MATERIAL FOR THE TASK START
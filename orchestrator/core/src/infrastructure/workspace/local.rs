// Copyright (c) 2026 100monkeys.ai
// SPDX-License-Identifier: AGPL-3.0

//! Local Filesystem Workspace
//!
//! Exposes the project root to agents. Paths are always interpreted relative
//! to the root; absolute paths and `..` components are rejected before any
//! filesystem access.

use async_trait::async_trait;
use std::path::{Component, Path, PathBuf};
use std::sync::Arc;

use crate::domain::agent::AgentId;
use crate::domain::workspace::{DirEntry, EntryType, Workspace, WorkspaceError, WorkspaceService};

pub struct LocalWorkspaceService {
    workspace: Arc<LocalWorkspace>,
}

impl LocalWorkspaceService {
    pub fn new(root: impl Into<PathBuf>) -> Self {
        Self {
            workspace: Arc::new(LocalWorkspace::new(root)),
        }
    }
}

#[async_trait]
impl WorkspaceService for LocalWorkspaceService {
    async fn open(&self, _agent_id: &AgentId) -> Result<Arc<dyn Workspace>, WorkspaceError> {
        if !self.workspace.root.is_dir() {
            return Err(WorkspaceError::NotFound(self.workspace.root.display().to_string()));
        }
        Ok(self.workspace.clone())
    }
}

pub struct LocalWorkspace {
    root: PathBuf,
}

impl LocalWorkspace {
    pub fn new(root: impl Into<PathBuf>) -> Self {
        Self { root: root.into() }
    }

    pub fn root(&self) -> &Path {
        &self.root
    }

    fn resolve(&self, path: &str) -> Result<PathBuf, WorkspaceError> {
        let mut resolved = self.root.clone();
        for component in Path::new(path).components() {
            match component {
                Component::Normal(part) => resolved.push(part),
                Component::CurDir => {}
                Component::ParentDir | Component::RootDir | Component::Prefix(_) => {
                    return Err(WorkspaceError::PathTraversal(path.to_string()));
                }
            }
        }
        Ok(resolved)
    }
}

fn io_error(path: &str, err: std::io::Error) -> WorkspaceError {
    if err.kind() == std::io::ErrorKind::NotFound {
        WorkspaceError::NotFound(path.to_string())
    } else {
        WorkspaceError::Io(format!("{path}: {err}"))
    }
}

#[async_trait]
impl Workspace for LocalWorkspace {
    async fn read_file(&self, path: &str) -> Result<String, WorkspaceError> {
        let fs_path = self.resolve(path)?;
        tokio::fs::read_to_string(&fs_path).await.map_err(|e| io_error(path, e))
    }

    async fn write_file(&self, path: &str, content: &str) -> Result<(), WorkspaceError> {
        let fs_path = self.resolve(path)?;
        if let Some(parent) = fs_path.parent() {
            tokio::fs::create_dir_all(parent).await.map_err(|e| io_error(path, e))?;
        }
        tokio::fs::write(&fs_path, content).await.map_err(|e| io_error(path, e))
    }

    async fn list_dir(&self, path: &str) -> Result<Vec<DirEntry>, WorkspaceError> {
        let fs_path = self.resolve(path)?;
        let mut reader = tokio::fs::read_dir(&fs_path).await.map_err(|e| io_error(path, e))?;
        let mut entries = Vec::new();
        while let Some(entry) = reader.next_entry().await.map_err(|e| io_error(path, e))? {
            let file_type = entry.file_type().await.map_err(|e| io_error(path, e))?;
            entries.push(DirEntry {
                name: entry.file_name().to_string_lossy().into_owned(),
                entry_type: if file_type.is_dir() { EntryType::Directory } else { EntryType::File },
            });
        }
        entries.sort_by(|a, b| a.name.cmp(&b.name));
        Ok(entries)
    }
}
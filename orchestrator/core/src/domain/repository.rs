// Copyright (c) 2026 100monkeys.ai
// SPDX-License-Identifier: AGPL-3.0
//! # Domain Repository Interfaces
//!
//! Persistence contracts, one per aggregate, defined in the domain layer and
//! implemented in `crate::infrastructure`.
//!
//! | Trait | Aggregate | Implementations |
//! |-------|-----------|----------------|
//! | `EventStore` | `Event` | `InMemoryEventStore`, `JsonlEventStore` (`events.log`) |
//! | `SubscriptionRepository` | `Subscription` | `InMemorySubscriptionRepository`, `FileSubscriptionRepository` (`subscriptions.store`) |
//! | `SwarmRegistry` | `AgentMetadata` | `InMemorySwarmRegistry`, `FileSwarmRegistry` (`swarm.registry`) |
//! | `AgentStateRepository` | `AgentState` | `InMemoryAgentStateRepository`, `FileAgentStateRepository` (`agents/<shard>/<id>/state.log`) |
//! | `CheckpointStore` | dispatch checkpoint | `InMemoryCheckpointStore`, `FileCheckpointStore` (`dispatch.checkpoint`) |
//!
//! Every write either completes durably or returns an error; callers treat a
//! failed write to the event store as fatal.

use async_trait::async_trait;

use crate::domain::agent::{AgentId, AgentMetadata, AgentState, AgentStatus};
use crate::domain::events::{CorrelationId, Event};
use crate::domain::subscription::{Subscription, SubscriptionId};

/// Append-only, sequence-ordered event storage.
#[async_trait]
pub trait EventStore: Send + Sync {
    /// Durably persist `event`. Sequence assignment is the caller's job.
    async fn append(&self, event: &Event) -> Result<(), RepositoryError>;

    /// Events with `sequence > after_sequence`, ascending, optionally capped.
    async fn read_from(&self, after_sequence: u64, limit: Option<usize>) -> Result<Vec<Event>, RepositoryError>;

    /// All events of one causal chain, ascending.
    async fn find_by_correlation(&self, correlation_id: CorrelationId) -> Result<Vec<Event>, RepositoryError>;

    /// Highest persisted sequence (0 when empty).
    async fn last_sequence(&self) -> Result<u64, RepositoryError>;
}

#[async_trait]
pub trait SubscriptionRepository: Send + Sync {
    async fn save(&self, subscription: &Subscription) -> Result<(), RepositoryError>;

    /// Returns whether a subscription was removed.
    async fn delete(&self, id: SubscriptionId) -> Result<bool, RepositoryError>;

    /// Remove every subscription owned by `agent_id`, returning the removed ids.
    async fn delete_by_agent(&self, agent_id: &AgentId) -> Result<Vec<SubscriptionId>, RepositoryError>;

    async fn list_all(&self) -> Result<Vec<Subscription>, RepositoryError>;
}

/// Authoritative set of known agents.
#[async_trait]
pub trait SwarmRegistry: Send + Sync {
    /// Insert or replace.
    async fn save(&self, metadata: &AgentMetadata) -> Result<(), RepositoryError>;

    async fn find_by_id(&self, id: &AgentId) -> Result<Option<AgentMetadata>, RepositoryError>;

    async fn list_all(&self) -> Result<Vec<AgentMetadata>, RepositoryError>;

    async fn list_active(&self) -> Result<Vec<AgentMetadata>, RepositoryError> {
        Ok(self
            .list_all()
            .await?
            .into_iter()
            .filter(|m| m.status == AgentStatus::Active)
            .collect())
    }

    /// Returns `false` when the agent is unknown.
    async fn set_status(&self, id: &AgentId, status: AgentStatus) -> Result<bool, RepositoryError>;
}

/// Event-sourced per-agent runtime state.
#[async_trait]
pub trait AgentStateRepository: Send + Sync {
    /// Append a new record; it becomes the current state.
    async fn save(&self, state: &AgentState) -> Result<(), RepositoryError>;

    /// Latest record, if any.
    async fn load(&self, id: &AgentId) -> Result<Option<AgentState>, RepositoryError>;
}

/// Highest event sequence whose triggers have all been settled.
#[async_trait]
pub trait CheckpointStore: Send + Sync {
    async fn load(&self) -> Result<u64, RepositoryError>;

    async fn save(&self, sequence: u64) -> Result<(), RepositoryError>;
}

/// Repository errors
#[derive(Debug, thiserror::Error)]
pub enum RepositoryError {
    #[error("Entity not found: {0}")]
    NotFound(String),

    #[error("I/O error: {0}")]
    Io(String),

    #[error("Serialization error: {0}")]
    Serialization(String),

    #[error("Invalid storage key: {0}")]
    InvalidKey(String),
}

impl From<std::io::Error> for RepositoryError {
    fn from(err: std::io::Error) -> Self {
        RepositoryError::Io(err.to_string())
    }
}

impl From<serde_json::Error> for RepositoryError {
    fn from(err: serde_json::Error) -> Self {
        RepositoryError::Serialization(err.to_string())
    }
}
MATERIAL FOR THE TASK END
* **WORK REQUEST**: Check each line of the entries, and copy the ones that contain "Serialization".

* **WRITTEN SOLUTION**:
    #[error("Serialization error: {0}")]
    Serialization(String),
        RepositoryError::Serialization(err.to_string())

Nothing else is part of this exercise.